The Jōnokoshi site (城之越遺跡, Jōnokoshi iseki) is an archaeological site containing the ruins of a Kofun period settlement and ritual site located in the Hido neighborhood of the city of Iga in the Kansai region of Japan. It was designated as both a National Historic Site of Japan and a National Place of Scenic Beauty in 1993.

==Overview==
The Jōnokoshi Site is located at the eastern end of a 1.5 km square basin surrounded by low hills in the southernmost part of the former Ueno city. The Kizu RIver is about 700 meters to the west of the ruins.

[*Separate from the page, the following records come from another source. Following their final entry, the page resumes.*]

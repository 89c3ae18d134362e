//! The category grid and the handful of drawing primitives maps are built
//! from.
//!
//! Every write is clipped to the canvas; every read outside it returns
//! [`Category::OffTrack`].  Nothing in here can panic on bad coordinates.

use sdc_core::{Cell, Vec2};

use crate::Category;

// ── Rect / Side ───────────────────────────────────────────────────────────────

/// An axis-aligned integer rectangle, `(x, y)` top-left, `w × h` cells.
#[derive(Copy, Clone, Debug, PartialEq, Eq)]
#[cfg_attr(feature = "serde", derive(serde::Serialize, serde::Deserialize))]
pub struct Rect {
    pub x: i32,
    pub y: i32,
    pub w: i32,
    pub h: i32,
}

impl Rect {
    #[inline]
    pub const fn new(x: i32, y: i32, w: i32, h: i32) -> Self {
        Self { x, y, w, h }
    }

    #[inline]
    pub fn center(self) -> Vec2 {
        Vec2::new(self.x as f32 + self.w as f32 / 2.0, self.y as f32 + self.h as f32 / 2.0)
    }

    #[inline]
    pub fn contains(self, cell: Cell) -> bool {
        cell.x >= self.x && cell.x < self.x + self.w && cell.y >= self.y && cell.y < self.y + self.h
    }

    /// Shrink by `by` cells on every side.  Never goes negative.
    pub fn inset(self, by: i32) -> Rect {
        Rect {
            x: self.x + by,
            y: self.y + by,
            w: (self.w - 2 * by).max(0),
            h: (self.h - 2 * by).max(0),
        }
    }

    /// The `thickness`-wide strip of this rect along `side`, inside its bounds.
    pub fn edge(self, side: Side, thickness: i32) -> Rect {
        let t = thickness.max(0);
        match side {
            Side::North => Rect::new(self.x, self.y, self.w, t.min(self.h)),
            Side::South => Rect::new(self.x, self.y + self.h - t.min(self.h), self.w, t.min(self.h)),
            Side::West  => Rect::new(self.x, self.y, t.min(self.w), self.h),
            Side::East  => Rect::new(self.x + self.w - t.min(self.w), self.y, t.min(self.w), self.h),
        }
    }
}

/// A rectangle side in screen orientation (north is up).
#[derive(Copy, Clone, Debug, PartialEq, Eq, Hash)]
#[cfg_attr(feature = "serde", derive(serde::Serialize, serde::Deserialize))]
pub enum Side {
    North,
    South,
    East,
    West,
}

impl Side {
    pub const ALL: [Side; 4] = [Side::North, Side::South, Side::East, Side::West];
}

// ── Raster ────────────────────────────────────────────────────────────────────

/// A dense `width × height` grid of categories, row-major.
#[derive(Clone, Debug, PartialEq)]
pub struct Raster {
    width:  u32,
    height: u32,
    cells:  Vec<Category>,
}

impl Raster {
    /// A canvas filled with `fill`.
    pub fn new(width: u32, height: u32, fill: Category) -> Self {
        Self {
            width,
            height,
            cells: vec![fill; width as usize * height as usize],
        }
    }

    #[inline]
    pub fn width(&self) -> u32 {
        self.width
    }

    #[inline]
    pub fn height(&self) -> u32 {
        self.height
    }

    /// Row-major cell slice, for renderers.
    #[inline]
    pub fn cells(&self) -> &[Category] {
        &self.cells
    }

    #[inline]
    fn offset(&self, cell: Cell) -> Option<usize> {
        if cell.x < 0 || cell.y < 0 || cell.x >= self.width as i32 || cell.y >= self.height as i32 {
            return None;
        }
        Some(cell.y as usize * self.width as usize + cell.x as usize)
    }

    #[inline]
    pub fn in_bounds(&self, cell: Cell) -> bool {
        self.offset(cell).is_some()
    }

    /// Category at `cell`; anything outside the canvas is off-track.
    #[inline]
    pub fn get(&self, cell: Cell) -> Category {
        match self.offset(cell) {
            Some(i) => self.cells[i],
            None    => Category::OffTrack,
        }
    }

    /// Write one cell.  Out-of-canvas writes are dropped.
    #[inline]
    pub fn set(&mut self, cell: Cell, category: Category) {
        if let Some(i) = self.offset(cell) {
            self.cells[i] = category;
        }
    }

    /// Number of cells holding `category`.
    pub fn count(&self, category: Category) -> usize {
        self.cells.iter().filter(|&&c| c == category).count()
    }

    // ── Drawing ───────────────────────────────────────────────────────────

    pub fn fill(&mut self, category: Category) {
        self.cells.fill(category);
    }

    pub fn fill_rect(&mut self, rect: Rect, category: Category) {
        let x0 = rect.x.max(0);
        let y0 = rect.y.max(0);
        let x1 = (rect.x + rect.w).min(self.width as i32);
        let y1 = (rect.y + rect.h).min(self.height as i32);
        for y in y0..y1 {
            for x in x0..x1 {
                self.set(Cell::new(x, y), category);
            }
        }
    }

    /// Outline `rect` with a border `thickness` cells wide, drawn inwards.
    pub fn stroke_rect(&mut self, rect: Rect, thickness: i32, category: Category) {
        self.stroke_sides(rect, &Side::ALL, thickness, category);
    }

    /// Outline only the listed sides of `rect`.
    pub fn stroke_sides(&mut self, rect: Rect, sides: &[Side], thickness: i32, category: Category) {
        for &side in sides {
            self.fill_rect(rect.edge(side, thickness), category);
        }
    }

    /// Fill every cell whose center lies within `radius` of `center`.
    pub fn fill_disc(&mut self, center: Vec2, radius: f32, category: Category) {
        if radius.is_nan() || radius <= 0.0 {
            return;
        }
        let r2 = radius * radius;
        let x0 = ((center.x - radius).floor() as i32).max(0);
        let y0 = ((center.y - radius).floor() as i32).max(0);
        let x1 = ((center.x + radius).ceil() as i32).min(self.width as i32 - 1);
        let y1 = ((center.y + radius).ceil() as i32).min(self.height as i32 - 1);
        for y in y0..=y1 {
            let dy = y as f32 + 0.5 - center.y;
            for x in x0..=x1 {
                let dx = x as f32 + 0.5 - center.x;
                if dx * dx + dy * dy <= r2 {
                    self.set(Cell::new(x, y), category);
                }
            }
        }
    }

    /// One-cell-wide Bresenham line, both endpoints included.
    pub fn draw_line(&mut self, from: Cell, to: Cell, category: Category) {
        let dx = (to.x - from.x).abs();
        let dy = -(to.y - from.y).abs();
        let sx = if from.x < to.x { 1 } else { -1 };
        let sy = if from.y < to.y { 1 } else { -1 };
        let mut err = dx + dy;
        let (mut x, mut y) = (from.x, from.y);
        loop {
            self.set(Cell::new(x, y), category);
            if x == to.x && y == to.y {
                break;
            }
            let e2 = 2 * err;
            if e2 >= dy {
                err += dy;
                x += sx;
            }
            if e2 <= dx {
                err += dx;
                y += sy;
            }
        }
    }

    /// Open polyline through `points`.
    pub fn draw_polyline(&mut self, points: &[Vec2], category: Category) {
        for pair in points.windows(2) {
            self.draw_line(pair[0].to_cell(), pair[1].to_cell(), category);
        }
        if let [only] = points {
            self.set(only.to_cell(), category);
        }
    }
}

As the result of an archaeological excavation in 1991 in conjunction with a prefectural field maintenance project, three large ditches with spring water sources and a group of more than 29 pit dwellings and 50 excavated pillar buildings from the Kofun period was discovered. The extent of the settlement was about 13,000 square meters. While Kofun period settlement traces are not uncommon, the distinctive feature of this site is its advanced system of waterworks, with a series of artificial ponds connected by channels of approximately two meters in width, and both standing and stepped stones arranged to control the flow of water. The site has several settlement layers. The waterworks date from the latter half of the 4th century AD, or the end of the early Kofun period. Subsequently, the system's improved with revetment stones, standing stones and a box-like structure which appears to have been a ritual site. Towards the end of the Kofun period, much of the earlier waterworks had been buried and the settlement area expanded to include many warehouse-type buildings. Many earthenware jars and cups have been found, along with wooden artifacts indicating that this was a ritual site connected with sacred springs rather than a normal agricultural settlement. The meandering system of ponds and channels exhibit an aesthetic sense and thus this site can be seen as a forerunner of the traditional Japanese garden.

The site was opened to the public as an archaeological park in 1997. It is located about five minutes on foot from Hido Station on the Iga Railway.